The portable device may, for example, aid in areas related to basic reading, literacy, dialogic reading, CROWD (i.e., Completion, Recall, Open-ended, WH-prompt [where, when, why, what, who], and Distancing) questioning, mathematics, and understanding of science and technology. Additionally, the device may help traverse a learner's Zone of Proximal Development (ZPD) by providing omnipresent (machine-based) educational support. The ZPD is a framework in educational psychology that separates what a learner can do unaided versus what a learner can do with guidance (additionally versus what a learner cannot do, even with guidance). Making a book interactive, particularly a book that challenges a learner, may provide always-available support and guidance to transition through a ZPD in different topic areas, absent a human (e.g., teacher, family, peer member).
An omnipresent tool for such support and guidance may not only reduce needs for an individual with adequate literacy and/or skills to be present, but also allow for machine-based transitioning through the ZPD to occur at a time, place, comfortable environment and rate of a learner's choosing. Further, a personalized device (e.g., in appearance, verbal dialect, knowledge level based on a learner's individual background) that appears tireless and that has been used previously (e.g., with repeated rewarding feedback) may further aid in a learner acceptance, independence, self-motivation and confidence using the portable device. Maintaining a challenging environment by bringing books to life may avoid boredom and/or loss of interest (and additionally, at an interactive rate that may avoid becoming overwhelmed).
According to further aspects, optionally, the portable device and/or a remote processor may simultaneously perform ongoing, real-time assessments of engagement, language skills, reading abilities and/or comprehension. Assessment metrics may, for example, include the measured times a child spends interacting, success rates in discovering objects based on queries (particularly within different topic areas including areas of identified interest such as sports, science or art), times required to make pointing-based selections (e.g., often related to attention and/or interest), rates of overall progression when “discovering” new objects within the pages of serial content such as a book or magazine, and so on.

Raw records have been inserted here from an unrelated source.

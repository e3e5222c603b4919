//! Deferred work stored in `background_jobs`: emails, PDFs and seat counts.
//!
//! Jobs are claimed one at a time with an atomic UPDATE, so overlapping
//! cron calls and the in-process poller never run the same job twice.

use std::sync::Arc;
use std::time::Duration as StdDuration;

use chrono::{Duration, Utc};
use serde::Serialize;

use crate::{
    documents::{render_gift_card, render_invoice, InvoiceLine},
    domain::{BackgroundJob, BatchReport, JobPayload, PaymentKind, retry_backoff},
    email::{messages, OutgoingEmail},
    error::{AppError, Result},
    service::ServiceContext,
};

/// What one cron tick did.
#[derive(Debug, Clone, Default, Serialize)]
pub struct CronReport {
    pub recovered_jobs: u64,
    pub expired_payments: usize,
    pub expired_gift_cards: u64,
    pub removed_sessions: u64,
    pub batch: BatchReport,
}

pub struct JobRunner {
    ctx: Arc<ServiceContext>,
}

impl JobRunner {
    pub fn new(ctx: Arc<ServiceContext>) -> Self {
        Self { ctx }
    }

    /// Claims and runs up to `limit` due jobs, one after another.
    pub async fn process_batch(&self, limit: i64) -> Result<BatchReport> {
        let mut report = BatchReport::default();

        for _ in 0..limit.max(0) {
            let Some(job) = self.ctx.job_repo.claim_next().await? else {
                break;
            };
            report.processed += 1;

            match self.run(&job).await {
                Ok(()) => {
                    self.ctx.job_repo.mark_completed(job.id).await?;
                    report.succeeded += 1;
                    tracing::debug!(job_id = %job.id, job_type = job.payload.job_type(), "Job completed");
                }
                Err(e) => {
                    report.failed += 1;
                    let retry_at = (job.attempts < job.max_attempts)
                        .then(|| Utc::now() + retry_backoff(job.attempts));
                    if retry_at.is_some() {
                        tracing::warn!(
                            job_id = %job.id,
                            job_type = job.payload.job_type(),
                            attempts = job.attempts,
                            "Job failed, will retry: {}",
                            e
                        );
                    } else {
                        tracing::error!(
                            job_id = %job.id,
                            job_type = job.payload.job_type(),
                            attempts = job.attempts,
                            "Job failed permanently: {}",
                            e
                        );
                    }
                    self.ctx.job_repo.mark_failed(job.id, &e.to_string(), retry_at).await?;
                }
            }
        }

        if report.processed > 0 {
            tracing::info!(
                processed = report.processed,
                succeeded = report.succeeded,
                failed = report.failed,
                "Job batch finished"
            );
        }
        Ok(report)
    }

    async fn run(&self, job: &BackgroundJob) -> Result<()> {
        match &job.payload {
            JobPayload::SendBookingConfirmation { booking_id } => {
                self.send_booking_confirmation(*booking_id).await
            }
            JobPayload::SendOrderConfirmation { order_id } => self.send_order_confirmation(*order_id).await,
            JobPayload::GenerateGiftCardPdf { gift_card_id } => self.generate_gift_card_pdf(*gift_card_id).await,
            JobPayload::SendGiftCard { gift_card_id } => self.send_gift_card(*gift_card_id).await,
            JobPayload::GenerateInvoice { invoice_id } => self.generate_invoice(*invoice_id).await,
            JobPayload::SendInvoice { invoice_id } => self.send_invoice(*invoice_id).await,
            JobPayload::RecountParticipants { course_instance_id } => {
                let count = self.ctx.course_repo.recount_participants(*course_instance_id).await?;
                tracing::debug!(course_instance_id = %course_instance_id, count, "Participants recounted");
                Ok(())
            }
        }
    }

    async fn send_booking_confirmation(&self, booking_id: uuid::Uuid) -> Result<()> {
        let booking = self
            .ctx
            .booking_repo
            .find_by_id(booking_id)
            .await?
            .ok_or_else(|| AppError::NotFound(format!("Booking {} not found", booking_id)))?;
        let instance = self
            .ctx
            .course_repo
            .find_instance(booking.course_instance_id)
            .await?
            .ok_or_else(|| AppError::NotFound("Course date not found".to_string()))?;
        let template = self
            .ctx
            .course_repo
            .find_template(instance.template_id)
            .await?
            .ok_or_else(|| AppError::NotFound("Course not found".to_string()))?;

        let total_ore = template.price_ore * i64::from(booking.participants);
        let email = messages::booking_confirmation(&self.ctx.app_config.studio, &booking, &instance, &template, total_ore);
        self.send_with_admin_copy(email).await
    }

    async fn send_order_confirmation(&self, order_id: uuid::Uuid) -> Result<()> {
        let order = self
            .ctx
            .order_repo
            .find_by_id(order_id)
            .await?
            .ok_or_else(|| AppError::NotFound(format!("Order {} not found", order_id)))?;
        let product = self
            .ctx
            .product_repo
            .find_by_id(order.product_id)
            .await?
            .ok_or_else(|| AppError::NotFound("Product not found".to_string()))?;

        let email = messages::order_confirmation(&self.ctx.app_config.studio, &order, &product);
        self.send_with_admin_copy(email).await
    }

    async fn generate_gift_card_pdf(&self, gift_card_id: uuid::Uuid) -> Result<()> {
        let card = self
            .ctx
            .gift_card_repo
            .find_by_id(gift_card_id)
            .await?
            .ok_or_else(|| AppError::NotFound(format!("Gift card {} not found", gift_card_id)))?;

        let bytes = render_gift_card(&self.ctx.app_config.studio, &card);
        let path = self
            .ctx
            .documents
            .write(&format!("giftcards/presentkort-{}.pdf", card.code), &bytes)
            .await?;
        self.ctx.gift_card_repo.set_pdf_path(card.id, &path).await?;
        self.ctx
            .job_repo
            .enqueue(JobPayload::SendGiftCard { gift_card_id: card.id }, Utc::now())
            .await?;
        Ok(())
    }

    async fn send_gift_card(&self, gift_card_id: uuid::Uuid) -> Result<()> {
        let card = self
            .ctx
            .gift_card_repo
            .find_by_id(gift_card_id)
            .await?
            .ok_or_else(|| AppError::NotFound(format!("Gift card {} not found", gift_card_id)))?;
        if card.sent_at.is_some() {
            tracing::debug!(gift_card_id = %card.id, "Gift card already sent");
            return Ok(());
        }

        let pdf = match card.pdf_path.as_deref() {
            Some(path) => Some(self.ctx.documents.read(path).await?),
            None => None,
        };
        self.ctx
            .mailer
            .send(messages::gift_card_delivery(&self.ctx.app_config.studio, &card, pdf))
            .await?;
        self.ctx.gift_card_repo.mark_sent(card.id).await
    }

    async fn generate_invoice(&self, invoice_id: uuid::Uuid) -> Result<()> {
        let invoice = self
            .ctx
            .payment_repo
            .find_invoice(invoice_id)
            .await?
            .ok_or_else(|| AppError::NotFound(format!("Invoice {} not found", invoice_id)))?;
        let payment = self
            .ctx
            .payment_repo
            .find_by_id(invoice.payment_id)
            .await?
            .ok_or_else(|| AppError::NotFound("Payment not found".to_string()))?;

        let lines = self.invoice_lines(payment.kind, payment.subject_id).await?;
        let bytes = render_invoice(&self.ctx.app_config.studio, &invoice, &payment, &lines);
        let path = self
            .ctx
            .documents
            .write(&format!("invoices/faktura-{}.pdf", invoice.invoice_number), &bytes)
            .await?;
        self.ctx.payment_repo.set_invoice_pdf(invoice.id, &path).await?;
        self.ctx
            .job_repo
            .enqueue(JobPayload::SendInvoice { invoice_id: invoice.id }, Utc::now())
            .await?;
        Ok(())
    }

    async fn send_invoice(&self, invoice_id: uuid::Uuid) -> Result<()> {
        let invoice = self
            .ctx
            .payment_repo
            .find_invoice(invoice_id)
            .await?
            .ok_or_else(|| AppError::NotFound(format!("Invoice {} not found", invoice_id)))?;
        if invoice.sent_at.is_some() {
            tracing::debug!(invoice_id = %invoice.id, "Invoice already sent");
            return Ok(());
        }
        let path = invoice
            .pdf_path
            .as_deref()
            .ok_or_else(|| AppError::Internal(format!("Invoice {} has no PDF yet", invoice.invoice_number)))?;
        let payment = self
            .ctx
            .payment_repo
            .find_by_id(invoice.payment_id)
            .await?
            .ok_or_else(|| AppError::NotFound("Payment not found".to_string()))?;

        let pdf = self.ctx.documents.read(path).await?;
        let mut email = messages::invoice_delivery(&self.ctx.app_config.studio, &invoice, &payment, pdf);
        email.bcc = self.ctx.app_config.email.admin_address.clone();
        self.ctx.mailer.send(email).await?;
        self.ctx.payment_repo.mark_invoice_sent(invoice.id).await
    }

    async fn invoice_lines(&self, kind: PaymentKind, subject_id: uuid::Uuid) -> Result<Vec<InvoiceLine>> {
        match kind {
            PaymentKind::Booking => {
                let booking = self
                    .ctx
                    .booking_repo
                    .find_by_id(subject_id)
                    .await?
                    .ok_or_else(|| AppError::NotFound("Booking not found".to_string()))?;
                let instance = self
                    .ctx
                    .course_repo
                    .find_instance(booking.course_instance_id)
                    .await?
                    .ok_or_else(|| AppError::NotFound("Course date not found".to_string()))?;
                let template = self
                    .ctx
                    .course_repo
                    .find_template(instance.template_id)
                    .await?
                    .ok_or_else(|| AppError::NotFound("Course not found".to_string()))?;
                Ok(vec![InvoiceLine {
                    description: format!(
                        "{} {}",
                        template.title,
                        &crate::domain::format_local(instance.starts_at)[..10]
                    ),
                    quantity: booking.participants,
                    unit_price_ore: template.price_ore,
                }])
            }
            PaymentKind::ShopOrder => {
                let order = self
                    .ctx
                    .order_repo
                    .find_by_id(subject_id)
                    .await?
                    .ok_or_else(|| AppError::NotFound("Order not found".to_string()))?;
                let product = self
                    .ctx
                    .product_repo
                    .find_by_id(order.product_id)
                    .await?
                    .ok_or_else(|| AppError::NotFound("Product not found".to_string()))?;
                Ok(vec![InvoiceLine {
                    description: product.name,
                    quantity: order.quantity,
                    unit_price_ore: order.unit_price_ore,
                }])
            }
            PaymentKind::GiftCard => Err(AppError::Internal("Gift cards are never invoiced".to_string())),
        }
    }

    async fn send_with_admin_copy(&self, mut email: OutgoingEmail) -> Result<()> {
        email.bcc = self.ctx.app_config.email.admin_address.clone();
        self.ctx.mailer.send(email).await
    }
}

/// One pass of periodic maintenance followed by a job batch. Shared by the
/// cron endpoint and the in-process poller.
pub async fn run_cron_tick(ctx: Arc<ServiceContext>) -> Result<CronReport> {
    let jobs = &ctx.app_config.jobs;
    let recovered_jobs = ctx
        .job_repo
        .recover_stale(Utc::now() - Duration::minutes(jobs.stale_after_minutes))
        .await?;
    if recovered_jobs > 0 {
        tracing::warn!(recovered_jobs, "Returned stale jobs to the queue");
    }

    let expired_payments = ctx
        .fulfillment_service
        .expire_abandoned(ctx.app_config.swish.payment_timeout_minutes)
        .await?;
    let expired_gift_cards = ctx.gift_card_repo.expire_overdue().await?;
    let removed_sessions = ctx.auth_service.cleanup_expired_sessions().await?;

    let batch = JobRunner::new(ctx.clone()).process_batch(jobs.batch_size).await?;

    Ok(CronReport {
        recovered_jobs,
        expired_payments,
        expired_gift_cards,
        removed_sessions,
        batch,
    })
}

/// Runs `run_cron_tick` every `interval_secs` for the life of the process.
pub fn spawn_poller(ctx: Arc<ServiceContext>, interval_secs: u64) -> tokio::task::JoinHandle<()> {
    tokio::spawn(async move {
        tracing::info!(interval_secs, "Job poller started");
        let mut interval = tokio::time::interval(StdDuration::from_secs(interval_secs.max(1)));
        loop {
            interval.tick().await;
            if let Err(e) = run_cron_tick(ctx.clone()).await {
                tracing::error!("Job poller tick failed: {}", e);
            }
        }
    })
}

Such assessments may be compared with prior interactions by the same individual (e.g., to determine progress in particular topic areas), interactions using the same or similar interactive sequences by others (e.g., at the same age, cultural environment or educational level), and/or performance among different groups (e.g., comparing geographic, economic and/or social clusters).
Milestone responses demonstrating various aspects of cognitive processing (e.g., first indications involving distinguishing colors, differentiating phonemes and/or words, understanding numbers of objects, performing simple mathematical operations, gesture responses requiring controlled motor functions) may be particularly useful in monitoring childhood development, learning rates by older users, assessing if more challenging storylines might be presented, and/or enhancing engagement. Auditory, tactile and/or visual acuity may also be monitored by the portable device in an ongoing manner.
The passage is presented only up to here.